Extracted data entries
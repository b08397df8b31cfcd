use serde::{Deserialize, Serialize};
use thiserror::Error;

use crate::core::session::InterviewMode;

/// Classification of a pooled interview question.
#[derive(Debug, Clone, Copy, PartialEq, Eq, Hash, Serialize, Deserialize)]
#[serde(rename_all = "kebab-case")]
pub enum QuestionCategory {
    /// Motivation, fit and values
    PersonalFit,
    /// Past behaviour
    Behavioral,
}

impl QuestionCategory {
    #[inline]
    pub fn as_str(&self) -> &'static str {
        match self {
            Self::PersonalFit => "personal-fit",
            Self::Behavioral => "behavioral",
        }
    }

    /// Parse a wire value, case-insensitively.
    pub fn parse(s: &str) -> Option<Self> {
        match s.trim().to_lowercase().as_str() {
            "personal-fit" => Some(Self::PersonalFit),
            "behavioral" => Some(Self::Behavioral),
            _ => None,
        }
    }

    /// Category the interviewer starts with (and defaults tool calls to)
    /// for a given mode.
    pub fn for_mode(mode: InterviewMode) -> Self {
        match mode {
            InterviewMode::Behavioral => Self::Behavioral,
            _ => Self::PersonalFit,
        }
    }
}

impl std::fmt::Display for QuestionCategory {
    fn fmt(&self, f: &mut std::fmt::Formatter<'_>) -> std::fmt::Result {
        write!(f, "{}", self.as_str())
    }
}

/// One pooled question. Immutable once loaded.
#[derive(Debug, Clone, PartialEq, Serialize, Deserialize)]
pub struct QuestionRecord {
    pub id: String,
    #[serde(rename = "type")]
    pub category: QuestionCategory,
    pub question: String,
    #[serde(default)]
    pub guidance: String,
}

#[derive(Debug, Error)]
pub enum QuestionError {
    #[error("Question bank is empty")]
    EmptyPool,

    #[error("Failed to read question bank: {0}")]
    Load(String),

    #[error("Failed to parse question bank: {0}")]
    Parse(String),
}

---

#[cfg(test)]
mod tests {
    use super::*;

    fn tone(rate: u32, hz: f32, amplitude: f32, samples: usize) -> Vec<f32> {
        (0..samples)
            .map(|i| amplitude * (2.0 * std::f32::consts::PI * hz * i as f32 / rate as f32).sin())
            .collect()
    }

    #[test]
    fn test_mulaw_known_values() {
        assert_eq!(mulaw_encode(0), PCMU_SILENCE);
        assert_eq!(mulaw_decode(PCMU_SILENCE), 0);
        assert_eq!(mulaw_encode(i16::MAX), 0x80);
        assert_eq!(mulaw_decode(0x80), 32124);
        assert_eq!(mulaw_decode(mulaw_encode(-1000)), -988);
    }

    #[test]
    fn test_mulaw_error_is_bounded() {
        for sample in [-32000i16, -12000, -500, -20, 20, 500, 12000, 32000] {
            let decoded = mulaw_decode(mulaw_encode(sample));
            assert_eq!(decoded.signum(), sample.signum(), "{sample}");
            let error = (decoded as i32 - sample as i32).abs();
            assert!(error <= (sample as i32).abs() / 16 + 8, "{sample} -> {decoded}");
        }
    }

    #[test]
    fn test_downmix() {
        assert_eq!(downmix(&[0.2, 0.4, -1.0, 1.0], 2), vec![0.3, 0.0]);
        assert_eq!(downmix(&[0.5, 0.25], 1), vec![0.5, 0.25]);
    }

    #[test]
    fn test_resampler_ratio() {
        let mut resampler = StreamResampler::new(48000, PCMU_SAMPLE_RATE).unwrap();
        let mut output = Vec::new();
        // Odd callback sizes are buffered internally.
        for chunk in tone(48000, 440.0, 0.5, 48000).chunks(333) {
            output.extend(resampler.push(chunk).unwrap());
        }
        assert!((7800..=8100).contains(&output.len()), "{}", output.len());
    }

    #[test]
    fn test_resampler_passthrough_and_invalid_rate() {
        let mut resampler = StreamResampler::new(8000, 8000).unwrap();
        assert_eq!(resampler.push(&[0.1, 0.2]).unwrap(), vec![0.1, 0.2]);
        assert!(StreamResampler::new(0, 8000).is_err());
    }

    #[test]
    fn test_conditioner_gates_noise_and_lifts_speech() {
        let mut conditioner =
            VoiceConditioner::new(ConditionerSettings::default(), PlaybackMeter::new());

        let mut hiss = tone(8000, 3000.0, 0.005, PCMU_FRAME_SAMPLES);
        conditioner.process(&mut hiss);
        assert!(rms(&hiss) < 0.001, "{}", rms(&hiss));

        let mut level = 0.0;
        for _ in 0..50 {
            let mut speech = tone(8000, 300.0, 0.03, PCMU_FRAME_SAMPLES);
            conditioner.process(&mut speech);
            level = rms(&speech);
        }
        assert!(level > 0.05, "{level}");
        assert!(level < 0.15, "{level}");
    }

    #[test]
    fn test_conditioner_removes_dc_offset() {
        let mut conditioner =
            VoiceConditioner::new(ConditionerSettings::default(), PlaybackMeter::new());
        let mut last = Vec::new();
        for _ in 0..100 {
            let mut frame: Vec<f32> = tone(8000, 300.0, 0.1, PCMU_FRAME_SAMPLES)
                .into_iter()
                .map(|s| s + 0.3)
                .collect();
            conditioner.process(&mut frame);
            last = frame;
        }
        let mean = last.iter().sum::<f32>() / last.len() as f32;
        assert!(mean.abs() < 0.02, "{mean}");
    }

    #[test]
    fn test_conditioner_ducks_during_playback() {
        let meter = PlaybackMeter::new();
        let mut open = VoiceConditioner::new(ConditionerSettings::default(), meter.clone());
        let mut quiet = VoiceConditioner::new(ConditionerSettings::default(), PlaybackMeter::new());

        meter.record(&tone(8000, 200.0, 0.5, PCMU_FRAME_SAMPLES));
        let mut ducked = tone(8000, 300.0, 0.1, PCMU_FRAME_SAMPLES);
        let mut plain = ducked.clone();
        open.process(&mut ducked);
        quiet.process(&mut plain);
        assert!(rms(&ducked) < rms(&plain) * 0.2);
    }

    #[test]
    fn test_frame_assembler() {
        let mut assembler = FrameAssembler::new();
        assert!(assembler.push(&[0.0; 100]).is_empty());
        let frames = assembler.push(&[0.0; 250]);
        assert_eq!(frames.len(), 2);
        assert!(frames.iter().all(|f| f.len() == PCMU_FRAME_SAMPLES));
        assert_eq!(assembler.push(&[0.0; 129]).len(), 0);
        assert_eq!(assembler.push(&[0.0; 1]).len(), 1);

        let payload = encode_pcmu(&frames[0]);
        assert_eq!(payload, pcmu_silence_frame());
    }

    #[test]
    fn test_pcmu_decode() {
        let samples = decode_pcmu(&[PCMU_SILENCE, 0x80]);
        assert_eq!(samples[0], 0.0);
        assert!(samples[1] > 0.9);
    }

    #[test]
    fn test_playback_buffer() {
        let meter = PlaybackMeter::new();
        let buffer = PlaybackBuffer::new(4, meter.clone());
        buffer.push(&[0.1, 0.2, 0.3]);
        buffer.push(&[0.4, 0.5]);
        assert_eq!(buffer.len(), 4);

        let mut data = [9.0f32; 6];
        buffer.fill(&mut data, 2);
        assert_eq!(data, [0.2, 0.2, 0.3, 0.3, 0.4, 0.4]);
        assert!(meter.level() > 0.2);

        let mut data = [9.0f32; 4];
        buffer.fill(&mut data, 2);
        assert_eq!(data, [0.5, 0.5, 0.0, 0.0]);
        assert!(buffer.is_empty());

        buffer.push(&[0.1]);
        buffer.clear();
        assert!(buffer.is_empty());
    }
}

--

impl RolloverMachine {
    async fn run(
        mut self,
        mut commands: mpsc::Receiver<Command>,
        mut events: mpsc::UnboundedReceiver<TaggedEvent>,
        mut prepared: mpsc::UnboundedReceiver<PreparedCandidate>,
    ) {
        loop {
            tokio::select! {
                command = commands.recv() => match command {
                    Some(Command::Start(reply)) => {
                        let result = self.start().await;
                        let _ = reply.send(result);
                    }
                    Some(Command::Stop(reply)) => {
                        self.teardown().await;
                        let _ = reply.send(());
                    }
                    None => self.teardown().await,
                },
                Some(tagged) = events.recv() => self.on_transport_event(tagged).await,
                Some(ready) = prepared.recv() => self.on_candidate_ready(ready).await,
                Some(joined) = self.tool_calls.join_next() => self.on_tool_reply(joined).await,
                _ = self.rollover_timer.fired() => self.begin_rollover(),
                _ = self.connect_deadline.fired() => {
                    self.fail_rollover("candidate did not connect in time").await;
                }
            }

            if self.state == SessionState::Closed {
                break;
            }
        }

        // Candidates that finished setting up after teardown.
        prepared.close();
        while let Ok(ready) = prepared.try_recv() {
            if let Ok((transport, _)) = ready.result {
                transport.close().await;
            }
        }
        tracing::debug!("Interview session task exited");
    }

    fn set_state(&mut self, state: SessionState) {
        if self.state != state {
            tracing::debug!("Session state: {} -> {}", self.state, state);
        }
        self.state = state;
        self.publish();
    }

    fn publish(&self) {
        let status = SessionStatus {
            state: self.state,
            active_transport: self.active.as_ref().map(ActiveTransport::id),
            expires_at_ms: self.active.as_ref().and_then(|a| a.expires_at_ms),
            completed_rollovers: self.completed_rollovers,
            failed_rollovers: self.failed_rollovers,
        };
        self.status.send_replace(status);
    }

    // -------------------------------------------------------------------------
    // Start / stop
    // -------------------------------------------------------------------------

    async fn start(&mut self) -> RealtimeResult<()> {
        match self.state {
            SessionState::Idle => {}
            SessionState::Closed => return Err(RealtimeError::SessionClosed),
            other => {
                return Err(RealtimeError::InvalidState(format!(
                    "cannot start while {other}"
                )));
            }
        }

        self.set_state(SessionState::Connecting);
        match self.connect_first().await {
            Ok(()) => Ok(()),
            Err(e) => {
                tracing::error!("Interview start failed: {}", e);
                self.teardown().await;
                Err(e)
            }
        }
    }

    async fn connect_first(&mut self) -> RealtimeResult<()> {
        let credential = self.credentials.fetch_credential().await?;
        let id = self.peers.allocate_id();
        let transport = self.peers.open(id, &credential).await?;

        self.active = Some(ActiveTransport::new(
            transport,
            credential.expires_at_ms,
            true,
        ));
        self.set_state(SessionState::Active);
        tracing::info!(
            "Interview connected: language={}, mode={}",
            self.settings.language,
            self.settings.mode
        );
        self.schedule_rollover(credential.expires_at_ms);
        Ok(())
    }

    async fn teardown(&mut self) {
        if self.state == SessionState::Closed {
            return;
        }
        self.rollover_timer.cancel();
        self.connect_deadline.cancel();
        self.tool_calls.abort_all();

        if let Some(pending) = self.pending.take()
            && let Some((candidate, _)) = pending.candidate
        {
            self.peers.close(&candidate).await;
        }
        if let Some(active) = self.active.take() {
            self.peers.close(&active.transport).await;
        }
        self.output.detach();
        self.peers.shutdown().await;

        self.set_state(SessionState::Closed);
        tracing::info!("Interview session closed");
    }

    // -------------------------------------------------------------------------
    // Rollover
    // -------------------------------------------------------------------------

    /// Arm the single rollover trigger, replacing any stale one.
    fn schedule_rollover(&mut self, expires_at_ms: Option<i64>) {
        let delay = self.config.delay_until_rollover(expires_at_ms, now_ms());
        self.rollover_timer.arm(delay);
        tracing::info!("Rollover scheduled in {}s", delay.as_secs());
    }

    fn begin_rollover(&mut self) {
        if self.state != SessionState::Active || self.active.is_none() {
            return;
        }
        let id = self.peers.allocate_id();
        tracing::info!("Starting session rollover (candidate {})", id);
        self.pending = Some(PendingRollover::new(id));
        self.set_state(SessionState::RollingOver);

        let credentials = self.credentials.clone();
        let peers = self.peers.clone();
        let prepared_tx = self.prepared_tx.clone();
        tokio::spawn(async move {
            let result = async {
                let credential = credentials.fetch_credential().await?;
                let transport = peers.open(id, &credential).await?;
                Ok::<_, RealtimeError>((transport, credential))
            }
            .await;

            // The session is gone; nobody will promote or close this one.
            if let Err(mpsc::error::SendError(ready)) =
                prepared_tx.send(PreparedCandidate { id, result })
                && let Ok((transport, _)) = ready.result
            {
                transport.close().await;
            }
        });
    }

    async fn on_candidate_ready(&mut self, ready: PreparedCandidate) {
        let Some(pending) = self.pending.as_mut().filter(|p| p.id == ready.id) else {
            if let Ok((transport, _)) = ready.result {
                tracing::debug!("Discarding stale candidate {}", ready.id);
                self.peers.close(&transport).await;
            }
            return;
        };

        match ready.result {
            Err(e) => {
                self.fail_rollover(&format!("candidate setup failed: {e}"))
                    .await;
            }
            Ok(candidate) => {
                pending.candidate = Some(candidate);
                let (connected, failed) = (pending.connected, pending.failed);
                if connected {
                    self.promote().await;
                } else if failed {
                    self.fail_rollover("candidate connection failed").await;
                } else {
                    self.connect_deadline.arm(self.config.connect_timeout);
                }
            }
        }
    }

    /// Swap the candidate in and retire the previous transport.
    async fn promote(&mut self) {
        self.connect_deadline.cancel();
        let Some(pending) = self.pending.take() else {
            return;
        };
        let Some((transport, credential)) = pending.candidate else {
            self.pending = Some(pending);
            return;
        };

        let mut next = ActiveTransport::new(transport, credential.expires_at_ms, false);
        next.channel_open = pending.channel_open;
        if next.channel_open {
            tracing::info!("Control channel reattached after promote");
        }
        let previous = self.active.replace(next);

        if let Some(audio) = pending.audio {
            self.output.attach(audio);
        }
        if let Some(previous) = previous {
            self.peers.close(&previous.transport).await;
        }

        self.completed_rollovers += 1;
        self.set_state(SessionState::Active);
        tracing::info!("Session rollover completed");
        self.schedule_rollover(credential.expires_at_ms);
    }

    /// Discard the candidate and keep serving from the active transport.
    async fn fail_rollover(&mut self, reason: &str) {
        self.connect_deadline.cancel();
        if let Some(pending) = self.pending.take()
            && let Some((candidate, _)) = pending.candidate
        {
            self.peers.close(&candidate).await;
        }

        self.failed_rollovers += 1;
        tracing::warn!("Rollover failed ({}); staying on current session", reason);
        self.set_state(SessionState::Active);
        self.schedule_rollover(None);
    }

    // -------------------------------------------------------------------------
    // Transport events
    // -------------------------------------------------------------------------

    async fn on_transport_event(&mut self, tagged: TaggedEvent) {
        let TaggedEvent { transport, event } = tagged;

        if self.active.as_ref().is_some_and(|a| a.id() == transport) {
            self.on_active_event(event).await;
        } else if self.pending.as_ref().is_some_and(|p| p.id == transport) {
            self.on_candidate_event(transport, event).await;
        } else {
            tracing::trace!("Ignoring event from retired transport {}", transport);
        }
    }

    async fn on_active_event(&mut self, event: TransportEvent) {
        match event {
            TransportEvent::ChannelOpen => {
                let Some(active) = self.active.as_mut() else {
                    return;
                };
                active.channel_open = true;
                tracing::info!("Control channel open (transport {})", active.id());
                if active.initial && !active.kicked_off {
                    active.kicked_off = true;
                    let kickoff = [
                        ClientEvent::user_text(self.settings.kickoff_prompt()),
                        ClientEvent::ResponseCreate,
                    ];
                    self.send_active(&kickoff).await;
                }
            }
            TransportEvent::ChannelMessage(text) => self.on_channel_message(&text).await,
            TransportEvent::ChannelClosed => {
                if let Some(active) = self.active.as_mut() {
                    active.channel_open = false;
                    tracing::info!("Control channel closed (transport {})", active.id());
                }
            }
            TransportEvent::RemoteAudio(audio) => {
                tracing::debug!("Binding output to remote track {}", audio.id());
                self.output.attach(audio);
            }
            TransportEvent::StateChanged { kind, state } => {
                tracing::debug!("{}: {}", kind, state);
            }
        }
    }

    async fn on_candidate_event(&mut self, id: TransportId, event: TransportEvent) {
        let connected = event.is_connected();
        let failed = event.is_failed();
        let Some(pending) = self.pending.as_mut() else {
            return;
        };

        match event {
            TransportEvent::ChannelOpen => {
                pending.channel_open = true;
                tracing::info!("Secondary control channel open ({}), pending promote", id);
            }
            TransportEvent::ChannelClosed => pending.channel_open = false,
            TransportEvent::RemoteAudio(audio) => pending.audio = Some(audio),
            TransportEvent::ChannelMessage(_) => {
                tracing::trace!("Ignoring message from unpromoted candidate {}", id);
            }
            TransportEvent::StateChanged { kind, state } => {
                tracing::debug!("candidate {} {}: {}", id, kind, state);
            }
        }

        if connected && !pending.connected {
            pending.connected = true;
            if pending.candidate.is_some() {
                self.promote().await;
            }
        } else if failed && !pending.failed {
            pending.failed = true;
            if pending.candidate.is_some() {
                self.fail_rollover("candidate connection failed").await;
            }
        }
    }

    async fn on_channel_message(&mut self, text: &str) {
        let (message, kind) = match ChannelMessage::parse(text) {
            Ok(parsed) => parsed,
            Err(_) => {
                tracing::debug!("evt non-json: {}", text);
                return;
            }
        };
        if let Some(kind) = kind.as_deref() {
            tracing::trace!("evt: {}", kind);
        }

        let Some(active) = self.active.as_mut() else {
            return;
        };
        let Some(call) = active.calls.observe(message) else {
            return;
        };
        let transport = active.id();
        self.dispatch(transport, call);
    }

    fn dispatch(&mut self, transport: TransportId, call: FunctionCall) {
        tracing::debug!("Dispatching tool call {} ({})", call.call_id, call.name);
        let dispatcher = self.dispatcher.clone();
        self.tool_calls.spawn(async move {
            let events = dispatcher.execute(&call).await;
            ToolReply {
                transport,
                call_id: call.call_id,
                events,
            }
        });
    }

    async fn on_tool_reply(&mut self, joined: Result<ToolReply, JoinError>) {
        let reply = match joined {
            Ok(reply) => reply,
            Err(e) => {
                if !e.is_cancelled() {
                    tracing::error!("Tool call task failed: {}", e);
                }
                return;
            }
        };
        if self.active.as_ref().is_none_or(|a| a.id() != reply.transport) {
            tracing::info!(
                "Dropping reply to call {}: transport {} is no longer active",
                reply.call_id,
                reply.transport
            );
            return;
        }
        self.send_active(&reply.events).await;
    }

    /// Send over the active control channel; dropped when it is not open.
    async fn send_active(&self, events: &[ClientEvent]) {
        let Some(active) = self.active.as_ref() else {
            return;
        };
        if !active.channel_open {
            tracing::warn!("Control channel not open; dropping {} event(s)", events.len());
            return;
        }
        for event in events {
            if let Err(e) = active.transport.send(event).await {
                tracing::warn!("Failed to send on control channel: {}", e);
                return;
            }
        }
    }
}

Exercise: Search the lines above for the string "TaggedEvent", then show every one that has it.

Answer box:
        mut events: mpsc::UnboundedReceiver<TaggedEvent>,
    async fn on_transport_event(&mut self, tagged: TaggedEvent) {
        let TaggedEvent { transport, event } = tagged;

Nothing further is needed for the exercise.